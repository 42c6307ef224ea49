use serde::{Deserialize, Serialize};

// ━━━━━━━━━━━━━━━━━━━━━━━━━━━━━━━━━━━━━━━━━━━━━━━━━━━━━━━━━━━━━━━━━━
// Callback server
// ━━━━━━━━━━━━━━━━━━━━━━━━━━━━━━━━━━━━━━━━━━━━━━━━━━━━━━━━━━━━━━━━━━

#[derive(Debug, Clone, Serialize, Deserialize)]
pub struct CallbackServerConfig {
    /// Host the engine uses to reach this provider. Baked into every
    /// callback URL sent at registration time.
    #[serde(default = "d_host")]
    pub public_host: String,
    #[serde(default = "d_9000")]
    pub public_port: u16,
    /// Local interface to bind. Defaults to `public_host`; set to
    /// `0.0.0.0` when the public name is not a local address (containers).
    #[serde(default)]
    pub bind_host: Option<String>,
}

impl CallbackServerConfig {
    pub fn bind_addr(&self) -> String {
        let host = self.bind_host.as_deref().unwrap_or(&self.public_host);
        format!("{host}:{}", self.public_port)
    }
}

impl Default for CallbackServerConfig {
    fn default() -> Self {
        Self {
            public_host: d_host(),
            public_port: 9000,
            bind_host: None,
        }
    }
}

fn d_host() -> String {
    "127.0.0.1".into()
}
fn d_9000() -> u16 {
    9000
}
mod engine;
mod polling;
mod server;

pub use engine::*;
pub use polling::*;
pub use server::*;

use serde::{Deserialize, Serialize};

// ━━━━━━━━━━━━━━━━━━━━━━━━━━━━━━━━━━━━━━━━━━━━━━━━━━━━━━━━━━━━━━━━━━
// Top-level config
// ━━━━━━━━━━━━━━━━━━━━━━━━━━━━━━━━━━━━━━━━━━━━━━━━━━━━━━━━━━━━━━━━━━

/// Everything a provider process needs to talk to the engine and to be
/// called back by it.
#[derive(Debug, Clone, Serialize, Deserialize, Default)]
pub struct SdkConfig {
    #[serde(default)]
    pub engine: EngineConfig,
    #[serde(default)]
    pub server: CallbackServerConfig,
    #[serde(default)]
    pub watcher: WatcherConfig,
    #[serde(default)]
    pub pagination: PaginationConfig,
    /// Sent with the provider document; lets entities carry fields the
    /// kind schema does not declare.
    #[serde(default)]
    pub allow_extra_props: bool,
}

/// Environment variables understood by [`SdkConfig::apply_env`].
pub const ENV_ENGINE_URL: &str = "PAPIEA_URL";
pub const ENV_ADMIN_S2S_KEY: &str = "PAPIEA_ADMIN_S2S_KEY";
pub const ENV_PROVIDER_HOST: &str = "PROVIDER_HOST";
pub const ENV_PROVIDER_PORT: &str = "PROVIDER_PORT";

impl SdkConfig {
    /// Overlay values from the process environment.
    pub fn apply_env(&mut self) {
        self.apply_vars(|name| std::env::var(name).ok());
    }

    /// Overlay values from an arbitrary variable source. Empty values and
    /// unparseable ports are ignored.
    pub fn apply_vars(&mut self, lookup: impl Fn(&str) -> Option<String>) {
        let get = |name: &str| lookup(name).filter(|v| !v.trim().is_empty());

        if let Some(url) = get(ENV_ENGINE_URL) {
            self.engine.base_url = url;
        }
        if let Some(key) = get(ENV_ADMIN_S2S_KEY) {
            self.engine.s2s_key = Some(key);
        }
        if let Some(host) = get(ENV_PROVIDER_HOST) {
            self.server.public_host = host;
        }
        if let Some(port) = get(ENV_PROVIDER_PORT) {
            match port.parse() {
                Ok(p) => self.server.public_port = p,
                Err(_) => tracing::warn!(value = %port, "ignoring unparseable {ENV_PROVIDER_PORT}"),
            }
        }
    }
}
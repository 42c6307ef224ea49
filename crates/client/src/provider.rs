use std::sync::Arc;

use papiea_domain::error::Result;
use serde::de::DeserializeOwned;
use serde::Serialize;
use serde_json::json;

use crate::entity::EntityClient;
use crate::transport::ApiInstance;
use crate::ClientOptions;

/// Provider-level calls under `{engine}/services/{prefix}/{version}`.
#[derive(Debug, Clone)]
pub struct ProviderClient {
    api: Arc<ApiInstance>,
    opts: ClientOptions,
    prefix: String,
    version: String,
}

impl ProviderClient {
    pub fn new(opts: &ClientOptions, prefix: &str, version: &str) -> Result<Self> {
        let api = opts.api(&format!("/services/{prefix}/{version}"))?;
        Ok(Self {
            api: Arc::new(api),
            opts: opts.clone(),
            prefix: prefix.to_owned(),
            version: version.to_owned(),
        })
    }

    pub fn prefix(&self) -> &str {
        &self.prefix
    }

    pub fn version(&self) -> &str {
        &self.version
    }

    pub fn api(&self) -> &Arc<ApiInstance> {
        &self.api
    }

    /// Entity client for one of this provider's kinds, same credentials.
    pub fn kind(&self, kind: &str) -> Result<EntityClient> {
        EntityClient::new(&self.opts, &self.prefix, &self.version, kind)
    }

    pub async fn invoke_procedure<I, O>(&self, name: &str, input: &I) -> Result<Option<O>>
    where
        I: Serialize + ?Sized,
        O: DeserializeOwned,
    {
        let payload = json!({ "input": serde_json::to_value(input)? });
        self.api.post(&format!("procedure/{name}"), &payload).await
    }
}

════════

Task objective - Starting at the line that has "at registration time." in the records above, restate word for word every line until the one that has "Local interface to", and include that one as well.

Result below -
    /// callback URL sent at registration time.
    #[serde(default = "d_host")]
    pub public_host: String,
    #[serde(default = "d_9000")]
    pub public_port: u16,
    /// Local interface to bind. Defaults to `public_host`; set to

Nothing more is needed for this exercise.